AIM OF THE EXERCISE: Report back the lines in this listing that carry the string "known".

:: PROVIDED RECORDS ::

impl From<LedgerError> for RegistrationError {
    fn from(error: LedgerError) -> Self {
        match error {
            LedgerError::InsufficientStock {
                key,
                requested,
                available,
            } => Self::InventoryExhausted {
                key,
                requested,
                available,
            },
            LedgerError::EmptyRequest => Self::Validation("at least one runner is required".to_string()),
            LedgerError::Store(e) => Self::Persistence(e),
            other => Self::Persistence(StoreError::Database(other.to_string())),
        }
    }
}

/// Payer details of a gateway payment.
struct Payer {
    bank_code: String,
    phone: String,
    payer_id: String,
}

/// Outcome of a settlement attempt.
enum Settled {
    /// The transition was applied.
    Applied(Box<RegistrationGroup>),
    /// Someone else moved the group first; this is its current state.
    Superseded(RegistrationGroup),
}

/// Registration orchestrator. Share it behind an `Arc`.
pub struct Orchestrator {
    store: Arc<dyn RegistrationStore>,
    ledger: Ledger,
    gateway: GatewayAdapter,
    notifier: Notifier,
    retry: RetryPolicy,
    config: RegistrationConfig,
    clock: Arc<dyn Clock>,
    references: Arc<dyn ReferenceGenerator>,
}
//! Normalization of raw provider responses into [`GatewayOutcome`]s.
//!
//! This is the only place that looks at provider vocabulary. A 2xx response
//! is trusted only after its body has been scanned for known failure
//! signatures. That scan uses a narrower list than refusal normalization:
//! an approval may well mention a "connection" or a passed "validation".

use super::GatewayOutcome;
use racepay_core::gateway::{GatewayErrorCode, RawGatewayResponse, TransportError};
use serde::Deserialize;

/// Provider phrases mapped to taxonomy codes, in scan priority order.
///
/// Canonical labels are matched too, with underscores or spaces.
const SIGNATURES: &[(GatewayErrorCode, &[&str])] = &[
    (
        GatewayErrorCode::AccountNotRegistered,
        &["account_not_registered", "not registered", "no afiliado", "unregistered"],
    ),
    (
        GatewayErrorCode::ProviderUnavailable,
        &["provider_unavailable", "unavailable", "maintenance"],
    ),
    (
        GatewayErrorCode::DuplicateReference,
        &["duplicate_reference", "duplicate", "already used"],
    ),
    (
        GatewayErrorCode::CommunicationError,
        &["communication_error", "communication", "connection"],
    ),
    (GatewayErrorCode::Timeout, &["timeout", "timed out"]),
    (
        GatewayErrorCode::ValidationError,
        &["validation_error", "validation", "invalid"],
    ),
    (GatewayErrorCode::Declined, &["declined"]),
];

/// Failure signatures looked for inside 2xx bodies.
///
/// Only taxonomy labels and phrases that cannot describe a successful
/// payment belong here.
const EMBEDDED_FAILURES: &[(GatewayErrorCode, &[&str])] = &[
    (
        GatewayErrorCode::AccountNotRegistered,
        &["account_not_registered", "not registered", "no afiliado"],
    ),
    (
        GatewayErrorCode::ProviderUnavailable,
        &["provider_unavailable", "service unavailable", "under maintenance"],
    ),
    (
        GatewayErrorCode::DuplicateReference,
        &["duplicate_reference", "reference already used"],
    ),
    (
        GatewayErrorCode::CommunicationError,
        &["communication_error", "communication failure", "connection refused", "connection lost"],
    ),
    (GatewayErrorCode::Timeout, &["timed out"]),
    (GatewayErrorCode::ValidationError, &["validation_error", "validation failed"]),
    (GatewayErrorCode::Declined, &["payment declined", "transaction declined"]),
];

/// Status words that mark a body as a refusal even without a signature.
const FAILURE_STATUSES: &[&str] = &["rejected", "failed", "failure", "error", "declined", "denied"];

#[derive(Debug, Default, Deserialize)]
struct ProviderBody {
    status: Option<String>,
    code: Option<String>,
    message: Option<String>,
    reference: Option<String>,
}

impl ProviderBody {
    fn parse(body: &str) -> Option<Self> {
        serde_json::from_str(body).ok()
    }

    fn is_failure(&self) -> bool {
        self.status.as_deref().is_some_and(|status| {
            let status = status.trim().to_ascii_lowercase();
            FAILURE_STATUSES.contains(&status.as_str())
        })
    }
}

fn first_match(table: &[(GatewayErrorCode, &[&str])], text: &str) -> Option<GatewayErrorCode> {
    let haystack = text.to_lowercase();
    table
        .iter()
        .find(|(_, phrases)| phrases.iter().any(|phrase| haystack.contains(phrase)))
        .map(|(code, _)| *code)
}

/// First provider synonym in `text`, case-insensitively.
///
/// Meant for bodies already known to be refusals.
#[must_use]
pub fn scan_signature(text: &str) -> Option<GatewayErrorCode> {
    first_match(SIGNATURES, text)
}

/// First failure signature hidden in a successful response body.
#[must_use]
pub fn scan_embedded_failure(text: &str) -> Option<GatewayErrorCode> {
    first_match(EMBEDDED_FAILURES, text)
}

/// Map a provider code string onto the taxonomy.
fn normalize_code(raw: &str) -> Option<GatewayErrorCode> {
    let canonical = raw.trim().to_ascii_uppercase().replace([' ', '-'], "_");
    canonical
        .parse()
        .ok()
        .or_else(|| scan_signature(raw))
}

/// Fallback code for a non-2xx status without a recognizable body.
#[must_use]
pub const fn code_for_status(status: u16) -> GatewayErrorCode {
    match status {
        408 | 504 => GatewayErrorCode::Timeout,
        409 => GatewayErrorCode::DuplicateReference,
        502 | 503 => GatewayErrorCode::ProviderUnavailable,
        500..=599 => GatewayErrorCode::CommunicationError,
        _ => GatewayErrorCode::Declined,
    }
}

/// Classify an HTTP response to the request sent with `sent_reference`.
#[must_use]
pub fn classify_response(response: &RawGatewayResponse, sent_reference: &str) -> GatewayOutcome {
    let parsed = ProviderBody::parse(&response.body);
    let proof = response.body.clone();

    if response.is_success() {
        if let Some(code) = scan_embedded_failure(&response.body) {
            return GatewayOutcome::Ambiguous { code, proof };
        }

        if let Some(body) = parsed.as_ref().filter(|body| body.is_failure()) {
            let code = body
                .code
                .as_deref()
                .and_then(normalize_code)
                .unwrap_or(GatewayErrorCode::Declined);
            return GatewayOutcome::Ambiguous { code, proof };
        }

        let reference = parsed
            .and_then(|body| body.reference)
            .filter(|reference| !reference.trim().is_empty())
            .unwrap_or_else(|| sent_reference.to_string());
        return GatewayOutcome::Approved { reference, proof };
    }

    let code = parsed
        .as_ref()
        .and_then(|body| {
            body.code
                .as_deref()
                .and_then(normalize_code)
                .or_else(|| body.message.as_deref().and_then(scan_signature))
        })
        .or_else(|| scan_signature(&response.body))
        .unwrap_or_else(|| code_for_status(response.status));

    GatewayOutcome::Rejected {
        code,
        proof,
        retryable: code.is_retryable(),
    }
}

/// Classify a call that produced no response.
#[must_use]
pub fn classify_transport(error: &TransportError) -> GatewayOutcome {
    let code = match error {
        TransportError::Timeout => GatewayErrorCode::Timeout,
        TransportError::Connection(_) | TransportError::Other(_) => {
            GatewayErrorCode::CommunicationError
        },
    };
    GatewayOutcome::TransportFailure {
        code,
        reason: error.to_string(),
        retryable: true,
    }
}

#[cfg(test)]
mod tests {
    use super::*;

    fn respond(status: u16, body: &str) -> GatewayOutcome {
        classify_response(&RawGatewayResponse::new(status, body), "RP-SENT")
    }

    #[test]
    fn clean_success_is_approved_with_sent_reference() {
        assert_eq!(
            respond(200, r#"{"status":"approved"}"#),
            GatewayOutcome::Approved {
                reference: "RP-SENT".to_string(),
                proof: r#"{"status":"approved"}"#.to_string(),
            }
        );
    }

    #[test]
    fn provider_reference_wins_when_present() {
        let outcome = respond(201, r#"{"status":"approved","reference":"BANK-991"}"#);
        assert!(matches!(outcome, GatewayOutcome::Approved { reference, .. } if reference == "BANK-991"));
    }

    #[test]
    fn success_with_embedded_error_is_ambiguous() {
        let outcome = respond(200, "OK - COMMUNICATION_ERROR while contacting bank");
        assert_eq!(outcome.error_code(), Some(GatewayErrorCode::CommunicationError));
        assert!(matches!(outcome, GatewayOutcome::Ambiguous { .. }));
    }

    #[test]
    fn success_with_synonym_is_ambiguous() {
        let outcome = respond(200, r#"{"status":"ok","message":"Cliente no afiliado"}"#);
        assert_eq!(
            outcome,
            GatewayOutcome::Ambiguous {
                code: GatewayErrorCode::AccountNotRegistered,
                proof: r#"{"status":"ok","message":"Cliente no afiliado"}"#.to_string(),
            }
        );
    }

    #[test]
    fn approval_mentioning_benign_words_stays_approved() {
        let outcome = respond(
            200,
            r#"{"status":"approved","reference":"BANK-1","message":"Payment approved over secure connection","validation":"passed"}"#,
        );
        assert!(matches!(outcome, GatewayOutcome::Approved { reference, .. } if reference == "BANK-1"));

        let outcome = respond(200, r#"{"status":"ok","note":"duplicate receipt emailed; provider availability 99.9%"}"#);
        assert!(matches!(outcome, GatewayOutcome::Approved { .. }));
    }

    #[test]
    fn success_with_unambiguous_error_phrase_is_ambiguous() {
        let outcome = respond(200, r#"{"status":"ok","message":"Request timed out at issuer"}"#);
        assert_eq!(outcome.error_code(), Some(GatewayErrorCode::Timeout));
        assert!(matches!(outcome, GatewayOutcome::Ambiguous { .. }));
    }

    #[test]
    fn success_with_failure_status_is_never_approved() {
        let outcome = respond(200, r#"{"status":"rejected","code":"R51"}"#);
        assert_eq!(outcome.error_code(), Some(GatewayErrorCode::Declined));
        assert!(!matches!(outcome, GatewayOutcome::Approved { .. }));
    }

    #[test]
    fn rejection_uses_body_code() {
        let outcome = respond(422, r#"{"code":"ACCOUNT_NOT_REGISTERED","message":"x"}"#);
        assert_eq!(
            outcome,
            GatewayOutcome::Rejected {
                code: GatewayErrorCode::AccountNotRegistered,
                proof: r#"{"code":"ACCOUNT_NOT_REGISTERED","message":"x"}"#.to_string(),
                retryable: false,
            }
        );
    }

    #[test]
    fn rejection_normalizes_spelled_out_codes() {
        let outcome = respond(409, r#"{"code":"duplicate reference"}"#);
        assert_eq!(outcome.error_code(), Some(GatewayErrorCode::DuplicateReference));
        assert!(outcome.is_retryable());
    }

    #[test]
    fn rejection_falls_back_to_status() {
        assert_eq!(respond(503, "").error_code(), Some(GatewayErrorCode::ProviderUnavailable));
        assert_eq!(respond(504, "").error_code(), Some(GatewayErrorCode::Timeout));
        assert_eq!(respond(500, "").error_code(), Some(GatewayErrorCode::CommunicationError));
        assert_eq!(respond(402, "").error_code(), Some(GatewayErrorCode::Declined));
        assert_eq!(respond(409, "").error_code(), Some(GatewayErrorCode::DuplicateReference));
    }

    #[test]
    fn plain_text_rejection_is_scanned() {
        let outcome = respond(400, "Invalid phone number");
        assert_eq!(outcome.error_code(), Some(GatewayErrorCode::ValidationError));
        assert!(!outcome.is_retryable());
    }

    #[test]
    fn transport_errors_are_retryable() {
        let timeout = classify_transport(&TransportError::Timeout);
        assert_eq!(timeout.error_code(), Some(GatewayErrorCode::Timeout));
        assert!(timeout.is_retryable());

        let reset = classify_transport(&TransportError::Connection("reset".to_string()));
        assert_eq!(reset.error_code(), Some(GatewayErrorCode::CommunicationError));
        assert!(reset.is_retryable());
    }

    #[test]
    fn signature_priority_is_stable() {
        assert_eq!(
            scan_signature("Timeout: communication failure"),
            Some(GatewayErrorCode::CommunicationError)
        );
        assert_eq!(scan_signature("all good"), None);
    }
}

:::

RESPONSE FOR THIS EXERCISE:
//! is trusted only after its body has been scanned for known failure
/// Meant for bodies already known to be refusals.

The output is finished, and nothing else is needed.